Exercise goal: Find every line below with the string "ComparisonMetrics" and pick it out.
-- -- --
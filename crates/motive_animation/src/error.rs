//! Animation error types
//!
//! Invariant violations (double attach, operating on a missing player) panic.
//! These types cover the inputs a caller may reasonably want to validate:
//! keyframes built from external data and settings files.

use thiserror::Error;

/// Keyframe curve construction errors
#[derive(Error, Debug, Clone, PartialEq)]
pub enum CurveError {
    /// A curve needs at least one keyframe
    #[error("Curve has no keyframes")]
    Empty,

    /// Keyframe times must be finite and non-negative
    #[error("Invalid keyframe time: {0}")]
    InvalidTime(f64),

    /// Keyframe times must be strictly increasing
    #[error("Keyframe at {time}s does not follow the keyframe at {previous}s")]
    NonMonotonicKeyframe { time: f64, previous: f64 },
}

/// Settings loading errors
#[derive(Error, Debug)]
pub enum SettingsError {
    /// The settings document is not valid TOML for [`crate::AnimationSettings`]
    #[error("Failed to parse animation settings: {0}")]
    Parse(#[from] toml::de::Error),

    /// A value parsed but is out of range
    #[error("Invalid setting `{field}`: {reason}")]
    Invalid { field: &'static str, reason: String },
}

/// Any error produced by the animation crate
#[derive(Error, Debug)]
pub enum MotiveError {
    #[error(transparent)]
    Curve(#[from] CurveError),

    #[error(transparent)]
    Settings(#[from] SettingsError),
}

/// Result type for animation operations
pub type Result<T> = std::result::Result<T, MotiveError>;
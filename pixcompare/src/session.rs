//! A comparison session: one cache, one debouncer, one parameter set.
//!
//! The session is driven from a single event loop through `&mut self`. It owns
//! the state that must not leak between independent comparisons, so create one
//! per pair of images being compared side by side.

use std::time::{Duration, Instant};

use image::imageops::FilterType;

use crate::cache::ScaledImageCache;
use crate::debounce::Debouncer;
use crate::diff::{render_difference, DifferenceRaster};
use crate::loader::load_image;
use crate::metrics::{compute_metrics, ComparisonMetrics};
use crate::raster::{RasterImage, SourceId};
use crate::reconcile::{reconcile_with, resample, RasterPair};
use crate::{CompareError, CompareParams};

/// A debounced comparison waiting for its deadline.
#[derive(Debug)]
struct CompareRequest {
    a: RasterImage,
    b: RasterImage,
}

/// Orchestrates loading, reconciliation, metrics and difference rendering.
///
/// ```rust
/// use pixcompare::{ComparisonSession, RasterImage, SourceId, RGBA8};
///
/// let mut session = ComparisonSession::default();
/// let a = RasterImage::filled(SourceId::opaque(1), 80, 40, RGBA8::new(10, 10, 10, 255))?;
/// let b = RasterImage::filled(SourceId::opaque(2), 40, 20, RGBA8::new(10, 10, 10, 255))?;
///
/// let diff = session.difference(&a, &b)?;
/// assert_eq!((diff.width(), diff.height()), (40, 20));
///
/// // The downsampled copy of `a` is now cached for the next comparison.
/// assert_eq!(session.cache_len(), 1);
/// # Ok::<(), pixcompare::CompareError>(())
/// ```
#[derive(Debug)]
pub struct ComparisonSession {
    params: CompareParams,
    cache: ScaledImageCache,
    pending: Debouncer<CompareRequest>,
}

impl Default for ComparisonSession {
    fn default() -> Self {
        Self::from_valid_params(CompareParams::default())
    }
}

impl ComparisonSession {
    /// Creates a session with `params`.
    ///
    /// # Errors
    /// Returns [`CompareError::InvalidParameter`] if `params` don't validate.
    pub fn new(params: CompareParams) -> Result<Self, CompareError> {
        params.validate()?;
        Ok(Self::from_valid_params(params))
    }

    fn from_valid_params(params: CompareParams) -> Self {
        Self {
            cache: ScaledImageCache::with_capacity(params.cache_capacity()),
            pending: Debouncer::new(),
            params,
        }
    }

    /// Parameters this session runs with.
    #[must_use]
    pub fn params(&self) -> &CompareParams {
        &self.params
    }

    /// Decodes an image with the session's dimension cap.
    ///
    /// # Errors
    /// Returns [`CompareError::Decode`] if the bytes can't be decoded.
    pub fn load(&self, source: SourceId, bytes: &[u8]) -> Result<RasterImage, CompareError> {
        load_image(source, bytes, &self.params)
    }

    /// Brings `a` and `b` to a common resolution, reusing cached resamples.
    ///
    /// # Errors
    /// Returns [`CompareError::AspectMismatch`] on incompatible aspect ratios.
    pub fn reconcile<'a>(
        &mut self,
        a: &'a RasterImage,
        b: &'a RasterImage,
    ) -> Result<RasterPair<'a>, CompareError> {
        let filter = self.params.filter();
        let cache = &mut self.cache;
        reconcile_with(a, b, &self.params, |image, w, h| {
            cache.try_get_or_create(image.source(), w, h, || resample(image, w, h, filter))
        })
    }

    /// Reconciles and measures `a` against `b` immediately.
    ///
    /// # Errors
    /// Returns [`CompareError::AspectMismatch`] on incompatible aspect ratios.
    pub fn compare(
        &mut self,
        a: &RasterImage,
        b: &RasterImage,
    ) -> Result<ComparisonMetrics, CompareError> {
        let (a, b) = self.reconcile(a, b)?;
        compute_metrics(a.as_img(), b.as_img())
    }

    /// Reconciles `a` and `b` and renders their difference. Never debounced.
    ///
    /// # Errors
    /// Returns [`CompareError::AspectMismatch`] on incompatible aspect ratios.
    pub fn difference(
        &mut self,
        a: &RasterImage,
        b: &RasterImage,
    ) -> Result<DifferenceRaster, CompareError> {
        let (a, b) = self.reconcile(a, b)?;
        render_difference(a.as_img(), b.as_img())
    }

    /// Queues a comparison to run once the debounce delay passes without
    /// another request. An earlier request that hasn't run yet is dropped.
    pub fn request_compare(&mut self, a: &RasterImage, b: &RasterImage) {
        self.request_compare_at(a, b, Instant::now());
    }

    /// [`request_compare`](Self::request_compare) with an explicit current time.
    pub fn request_compare_at(&mut self, a: &RasterImage, b: &RasterImage, now: Instant) {
        let request = CompareRequest {
            a: a.clone(),
            b: b.clone(),
        };
        self.pending
            .schedule_at(request, self.params.debounce_delay(), now);
    }

    /// Runs the queued comparison if it is due.
    ///
    /// Returns `None` while nothing is due.
    pub fn poll_compare(&mut self) -> Option<Result<ComparisonMetrics, CompareError>> {
        self.poll_compare_at(Instant::now())
    }

    /// [`poll_compare`](Self::poll_compare) with an explicit current time.
    pub fn poll_compare_at(
        &mut self,
        now: Instant,
    ) -> Option<Result<ComparisonMetrics, CompareError>> {
        let request = self.pending.poll_at(now)?;
        Some(self.compare(&request.a, &request.b))
    }

    /// When the queued comparison becomes due, for arming a wake-up.
    #[must_use]
    pub fn pending_deadline(&self) -> Option<Instant> {
        self.pending.deadline()
    }

    /// Time left until the queued comparison is due.
    #[must_use]
    pub fn time_until_due(&self, now: Instant) -> Option<Duration> {
        self.pending_deadline()
            .map(|due| due.saturating_duration_since(now))
    }

    /// Drops the queued comparison. Returns whether one was pending.
    pub fn cancel_pending(&mut self) -> bool {
        self.pending.cancel().is_some()
    }

    /// A copy of `source` scaled by `scale`, for viewing at a zoom level.
    ///
    /// The target size is `round(width * scale)` x `round(height * scale)`
    /// (at least 1x1). Magnification uses nearest-neighbour sampling so
    /// individual pixels stay crisp; reduction uses the session filter.
    ///
    /// Neither side of the copy may exceed `params.max_dimension()`, the same
    /// cap loaded images are held to.
    ///
    /// # Errors
    /// Returns [`CompareError::InvalidParameter`] unless `scale` is finite and
    /// positive, or if the scaled copy would exceed the dimension cap.
    pub fn scaled(&mut self, source: &RasterImage, scale: f64) -> Result<RasterImage, CompareError> {
        if !scale.is_finite() || scale <= 0.0 {
            return Err(CompareError::InvalidParameter {
                name: "scale",
                value: scale,
            });
        }
        let target = |side: usize| ((side as f64 * scale).round() as usize).max(1);
        let (width, height) = (target(source.width()), target(source.height()));
        let cap = self.params.max_dimension() as usize;
        if width > cap || height > cap {
            log::debug!(
                "refusing to scale {} by {scale}: {width}x{height} exceeds {cap}",
                source.source()
            );
            return Err(CompareError::InvalidParameter {
                name: "scale",
                value: scale,
            });
        }
        let filter = if scale > 1.0 {
            FilterType::Nearest
        } else {
            self.params.filter()
        };
        self.cache
            .try_get_or_create(source.source(), width, height, || {
                resample(source, width, height, filter)
            })
    }

    /// Number of cached resampled rasters.
    #[must_use]
    pub fn cache_len(&self) -> usize {
        self.cache.len()
    }

    /// Drops every cached resampled raster.
    pub fn clear_cache(&mut self) {
        self.cache.clear();
    }
}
-- -- --
Task answer:
use crate::metrics::{compute_metrics, ComparisonMetrics};
    ) -> Result<ComparisonMetrics, CompareError> {
    pub fn poll_compare(&mut self) -> Option<Result<ComparisonMetrics, CompareError>> {
    ) -> Option<Result<ComparisonMetrics, CompareError>> {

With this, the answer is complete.